Elle s'installe à sa table favorite, celle dans le coin de la pièce non loin de la fenêtre. Ce qu'elle aime chez cette table c'est qu'elle est à moitié cachée par une énorme poutre en briques rouges, elle est plus intime, plus discrète. Elle enlève son manteau en cuir noir et le pose sur le siège à côté d'elle. Louise fait de même avec son sac à main après en avoir sorti de son intérieur un livre de poche.

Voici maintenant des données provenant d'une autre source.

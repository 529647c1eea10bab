use anyhow::{Result, bail};
use pdf_zipper::{
    chain::Renderer,
    config::Tiers,
    error::ConvertError,
    format::DocFormat,
    policy::QualityTier,
    progress::{CancelFlag, Progress, Silent},
    scratch::{Scratch, ScratchFile},
    search::{
        ConversionJob, Converger, JobContext, SearchBounds, SearchParams, StopReason, Tolerance,
    },
};
use std::cell::{Cell, RefCell};
use std::fs::File;
use std::path::{Path, PathBuf};

/// Writes a sparse artifact of `dpi * bytes_per_dpi` bytes.
struct LinearRenderer {
    bytes_per_dpi: u64,
    calls: Cell<u32>,
    fail_on_call: Option<u32>,
    /// Set just before the failing call, the way Ctrl+C reaches both us and the child.
    interrupt: Option<CancelFlag>,
    only_to: Option<DocFormat>,
}

impl LinearRenderer {
    fn new(bytes_per_dpi: u64) -> Self {
        Self {
            bytes_per_dpi,
            calls: Cell::new(0),
            fail_on_call: None,
            interrupt: None,
            only_to: None,
        }
    }
}

impl Renderer for LinearRenderer {
    fn supports(&self, _from: DocFormat, to: DocFormat) -> bool {
        self.only_to.is_none_or(|f| f == to)
    }

    fn render(
        &self,
        _document: &Path,
        dpi: u32,
        to: DocFormat,
        scratch: &Scratch,
    ) -> Result<ScratchFile> {
        let call = self.calls.get() + 1;
        self.calls.set(call);
        if self.fail_on_call == Some(call) {
            if let Some(flag) = &self.interrupt {
                flag.cancel();
                bail!("renderer exited: KeyboardInterrupt");
            }
            bail!("stub renderer failure");
        }
        let out = scratch.allocate(to.extension());
        File::create(out.path())?.set_len(dpi as u64 * self.bytes_per_dpi)?;
        Ok(out)
    }
}

fn params() -> SearchParams {
    SearchParams {
        domain: SearchBounds::new(50, 300).expect("bounds"),
        min_step: 1,
        max_iterations: 10,
        tolerance: Tolerance {
            fraction: 0.1,
            floor_bytes: 0,
        },
        min_target_bytes: 1024,
        tiers: Tiers::default(),
    }
}

struct Fixture {
    _tmp: tempfile::TempDir,
    input: PathBuf,
    output: PathBuf,
    scratch_root: PathBuf,
}

fn fixture(input_bytes: u64) -> Fixture {
    let tmp = tempfile::tempdir().expect("tempdir");
    let input = tmp.path().join("deck.pdf");
    File::create(&input)
        .expect("create input")
        .set_len(input_bytes)
        .expect("size input");
    Fixture {
        input,
        output: tmp.path().join("out").join("deck_small.pdf"),
        scratch_root: tmp.path().join("scratch"),
        _tmp: tmp,
    }
}

fn job(fx: &Fixture, target_bytes: u64) -> ConversionJob {
    ConversionJob {
        input: fx.input.clone(),
        output: fx.output.clone(),
        target_bytes,
        format: DocFormat::Pdf,
        tier: None,
        label: "test".into(),
    }
}

fn scratch_is_empty(root: &Path) -> bool {
    !root.exists()
        || std::fs::read_dir(root)
            .expect("read scratch root")
            .next()
            .is_none()
}

#[test]
fn converges_and_promotes_final_artifact() {
    let fx = fixture(20_000_000);
    let renderer = LinearRenderer::new(50_000);
    let cancel = CancelFlag::new();
    let ctx = JobContext {
        scratch_root: &fx.scratch_root,
        progress: &Silent,
        cancel: &cancel,
    };

    let outcome = Converger::new(&renderer, params())
        .search(&job(&fx, 5_000_000), &ctx)
        .expect("search");

    assert!(outcome.target_met);
    assert_eq!(outcome.stop, StopReason::WithinTolerance);
    assert_eq!(outcome.dpi, Some(96));
    assert_eq!(outcome.bytes, 4_800_000);
    assert_eq!(outcome.trials.len(), 4);
    assert_eq!(renderer.calls.get(), 4);
    let on_disk = std::fs::metadata(&fx.output).expect("output").len();
    assert_eq!(on_disk, outcome.bytes);
    assert!(scratch_is_empty(&fx.scratch_root));
}

#[test]
fn unreachable_target_keeps_closest_artifact() {
    let fx = fixture(20_000_000);
    let renderer = LinearRenderer::new(50_000);
    let cancel = CancelFlag::new();
    let ctx = JobContext {
        scratch_root: &fx.scratch_root,
        progress: &Silent,
        cancel: &cancel,
    };

    let outcome = Converger::new(&renderer, params())
        .search(&job(&fx, 500_000), &ctx)
        .expect("search");

    assert!(!outcome.target_met);
    assert_eq!(outcome.stop, StopReason::FloorAboveTarget);
    assert_eq!(outcome.dpi, Some(50));
    assert_eq!(outcome.trials.len(), 8);
    assert_eq!(std::fs::metadata(&fx.output).expect("output").len(), 2_500_000);
    assert!(scratch_is_empty(&fx.scratch_root));
}

#[test]
fn input_already_within_target_is_copied() {
    let fx = fixture(1_000_000);
    let renderer = LinearRenderer::new(50_000);
    let cancel = CancelFlag::new();
    let ctx = JobContext {
        scratch_root: &fx.scratch_root,
        progress: &Silent,
        cancel: &cancel,
    };

    let outcome = Converger::new(&renderer, params())
        .search(&job(&fx, 5_000_000), &ctx)
        .expect("search");

    assert_eq!(outcome.stop, StopReason::AlreadyWithinTarget);
    assert!(outcome.target_met);
    assert_eq!(outcome.dpi, None);
    assert!(outcome.trials.is_empty());
    assert_eq!(renderer.calls.get(), 0);
    assert_eq!(std::fs::metadata(&fx.output).expect("output").len(), 1_000_000);
    assert!(scratch_is_empty(&fx.scratch_root));
}

#[test]
fn repeated_search_gives_same_result() {
    let fx = fixture(20_000_000);
    let renderer = LinearRenderer::new(37_000);
    let cancel = CancelFlag::new();
    let ctx = JobContext {
        scratch_root: &fx.scratch_root,
        progress: &Silent,
        cancel: &cancel,
    };
    let converger = Converger::new(&renderer, params());

    let first = converger.search(&job(&fx, 6_000_000), &ctx).expect("first");
    let second = converger.search(&job(&fx, 6_000_000), &ctx).expect("second");

    assert_eq!(first.dpi, second.dpi);
    assert_eq!(first.bytes, second.bytes);
    assert_eq!(first.trials, second.trials);
}

#[test]
fn draft_tier_caps_resolution() {
    let fx = fixture(40_000_000);
    let renderer = LinearRenderer::new(50_000);
    let cancel = CancelFlag::new();
    let ctx = JobContext {
        scratch_root: &fx.scratch_root,
        progress: &Silent,
        cancel: &cancel,
    };
    let mut job = job(&fx, 10_000_000);
    job.tier = Some(QualityTier::Draft);

    let outcome = Converger::new(&renderer, params())
        .search(&job, &ctx)
        .expect("search");

    let cap = Tiers::default().draft_max_dpi;
    assert!(outcome.trials.iter().all(|t| t.dpi <= cap));
    assert!(!outcome.target_met);
    assert!(outcome.bounds.hi <= cap);
    assert!(scratch_is_empty(&fx.scratch_root));
}

#[test]
fn target_at_minimum_is_rejected() {
    let fx = fixture(20_000_000);
    let renderer = LinearRenderer::new(50_000);
    let cancel = CancelFlag::new();
    let ctx = JobContext {
        scratch_root: &fx.scratch_root,
        progress: &Silent,
        cancel: &cancel,
    };

    let err = Converger::new(&renderer, params())
        .search(&job(&fx, 1024), &ctx)
        .expect_err("too small");

    assert!(matches!(err, ConvertError::Input(_)));
    assert_eq!(renderer.calls.get(), 0);
    assert!(!fx.output.exists());
}

#[test]
fn missing_input_is_rejected() {
    let fx = fixture(1);
    let renderer = LinearRenderer::new(50_000);
    let cancel = CancelFlag::new();
    let ctx = JobContext {
        scratch_root: &fx.scratch_root,
        progress: &Silent,
        cancel: &cancel,
    };
    let mut job = job(&fx, 5_000_000);
    job.input = fx.input.with_file_name("nope.pdf");

    let err = Converger::new(&renderer, params())
        .search(&job, &ctx)
        .expect_err("missing input");

    assert!(matches!(err, ConvertError::Input(_)));
    assert!(!fx.output.exists());
}

#[test]
fn unsupported_conversion_is_rejected() {
    let fx = fixture(20_000_000);
    let mut renderer = LinearRenderer::new(50_000);
    renderer.only_to = Some(DocFormat::Pdf);
    let cancel = CancelFlag::new();
    let ctx = JobContext {
        scratch_root: &fx.scratch_root,
        progress: &Silent,
        cancel: &cancel,
    };
    let mut job = job(&fx, 5_000_000);
    job.format = DocFormat::Pptx;

    let err = Converger::new(&renderer, params())
        .search(&job, &ctx)
        .expect_err("unsupported");

    assert!(matches!(err, ConvertError::Input(_)));
    assert_eq!(renderer.calls.get(), 0);
}

#[test]
fn render_failure_leaves_nothing_behind() {
    let fx = fixture(20_000_000);
    let mut renderer = LinearRenderer::new(50_000);
    renderer.fail_on_call = Some(2);
    let cancel = CancelFlag::new();
    let ctx = JobContext {
        scratch_root: &fx.scratch_root,
        progress: &Silent,
        cancel: &cancel,
    };

    let err = Converger::new(&renderer, params())
        .search(&job(&fx, 5_000_000), &ctx)
        .expect_err("render failure");

    match err {
        ConvertError::Render { dpi, iteration, .. } => {
            assert_eq!(dpi, 112);
            assert_eq!(iteration, 2);
        }
        other => panic!("unexpected error: {other}"),
    }
    assert!(!fx.output.exists());
    assert!(scratch_is_empty(&fx.scratch_root));
}

#[test]
fn empty_artifact_is_a_render_error() {
    let fx = fixture(20_000_000);
    let renderer = LinearRenderer::new(0);
    let cancel = CancelFlag::new();
    let ctx = JobContext {
        scratch_root: &fx.scratch_root,
        progress: &Silent,
        cancel: &cancel,
    };

    let err = Converger::new(&renderer, params())
        .search(&job(&fx, 5_000_000), &ctx)
        .expect_err("empty artifact");

    assert!(matches!(err, ConvertError::Render { iteration: 1, .. }));
    assert!(!fx.output.exists());
    assert!(scratch_is_empty(&fx.scratch_root));
}

#[test]
fn cancellation_between_trials_cleans_up() {
    let fx = fixture(20_000_000);
    let renderer = LinearRenderer::new(50_000);
    let cancel = CancelFlag::new();
    let trigger = cancel.clone();
    // Cancel as soon as the first measurement is reported.
    let progress = move |msg: &str| {
        if msg.trim_start().starts_with("- ") {
            trigger.cancel();
        }
    };
    let ctx = JobContext {
        scratch_root: &fx.scratch_root,
        progress: &progress,
        cancel: &cancel,
    };

    let err = Converger::new(&renderer, params())
        .search(&job(&fx, 5_000_000), &ctx)
        .expect_err("cancelled");

    assert!(matches!(err, ConvertError::Cancelled { iterations: 1 }));
    assert!(err.is_cancelled());
    assert_eq!(renderer.calls.get(), 1);
    assert!(!fx.output.exists());
    assert!(scratch_is_empty(&fx.scratch_root));
}

#[test]
fn interrupted_render_is_cancellation() {
    let fx = fixture(20_000_000);
    let cancel = CancelFlag::new();
    let mut renderer = LinearRenderer::new(50_000);
    renderer.fail_on_call = Some(2);
    renderer.interrupt = Some(cancel.clone());
    let ctx = JobContext {
        scratch_root: &fx.scratch_root,
        progress: &Silent,
        cancel: &cancel,
    };

    let err = Converger::new(&renderer, params())
        .search(&job(&fx, 5_000_000), &ctx)
        .expect_err("cancelled");

    assert!(matches!(err, ConvertError::Cancelled { iterations: 1 }), "{err}");
    assert!(err.is_cancelled());
    assert_eq!(renderer.calls.get(), 2);
    assert!(!fx.output.exists());
    assert!(scratch_is_empty(&fx.scratch_root));
}

#[test]
fn cancelled_before_start_renders_nothing() {
    let fx = fixture(20_000_000);
    let renderer = LinearRenderer::new(50_000);
    let cancel = CancelFlag::new();
    cancel.cancel();
    let ctx = JobContext {
        scratch_root: &fx.scratch_root,
        progress: &Silent,
        cancel: &cancel,
    };

    let err = Converger::new(&renderer, params())
        .search(&job(&fx, 5_000_000), &ctx)
        .expect_err("cancelled");

    assert!(matches!(err, ConvertError::Cancelled { iterations: 0 }));
    assert_eq!(renderer.calls.get(), 0);
    assert!(scratch_is_empty(&fx.scratch_root));
}

#[test]
fn reports_each_attempt() {
    let fx = fixture(20_000_000);
    let renderer = LinearRenderer::new(50_000);
    let cancel = CancelFlag::new();
    let lines = RefCell::new(Vec::<String>::new());
    let progress = |msg: &str| lines.borrow_mut().push(msg.to_string());
    let ctx = JobContext {
        scratch_root: &fx.scratch_root,
        progress: &progress as &dyn Progress,
        cancel: &cancel,
    };

    Converger::new(&renderer, params())
        .search(&job(&fx, 5_000_000), &ctx)
        .expect("search");

    let lines = lines.into_inner();
    assert!(lines.iter().any(|l| l == "Attempt 1/10: trying 175 dpi"));
    assert!(lines.iter().any(|l| l == "Attempt 4/10: trying 96 dpi"));
    assert!(lines.iter().any(|l| l.starts_with("Search complete after 4 trial(s)")));
}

Un instant après, Marc lui dépose ce qu'elle commande à chaque fois qu'elle vient ici, c'est-à-dire deux fois par semaine, un café bien serré. Quand il fait trop chaud pour boire ce genre de breuvage, elle lui demande de lui mettre exactement 2 glaçons dedans. Que voulez-vous ? Chacun ses habitudes.
Elle le remercie en souriant.

Sans plus attendre, elle ouvre son livre et se laisse guider par les pages. L'avantage de la poésie, c'est qu'on peut ne pas commencer par le début. Elle lit avec attention et admiration les poèmes magnifiques mais parfois mélancoliques, voire même dramatiques de Charles Baudelaire.

Elle est concentré sur une strophe, quand elle entend :

- "Il me semble parfois que mon sang coule à flots, Ainsi qu'une fontaine aux rythmiques sanglots, Je l'entends bien qui coule avec un long murmure, Mais je me tâte en vain pour trouver la blessure."

Louise lève la tête et fait face à un homme qui à l'air d'avoir un peu plus d'une trentaine d'années. Il a les yeux bleus, ses cheveux en bataille sont de la couleur d'un champ de blé. Sa barbe parfaitement taillée, son blazer ouvert sur une chemise dont les deux premiers boutons ne sont pas noués et ses lunettes rondes lui donnent l'air d'être sorti tout droit des années 70.
On est dans une comédie romantique ou quoi ? Bon, il faut dire qu'il est incroyablement sexy. Elle rentre alors dans son jeu en lui répondant :

- "A travers la cité, comme dans un champ clos, Il s'en va, transformant les pavés en îlots, Désaltérant la soif de chaque créature, Et partout colorant en rouge la nature."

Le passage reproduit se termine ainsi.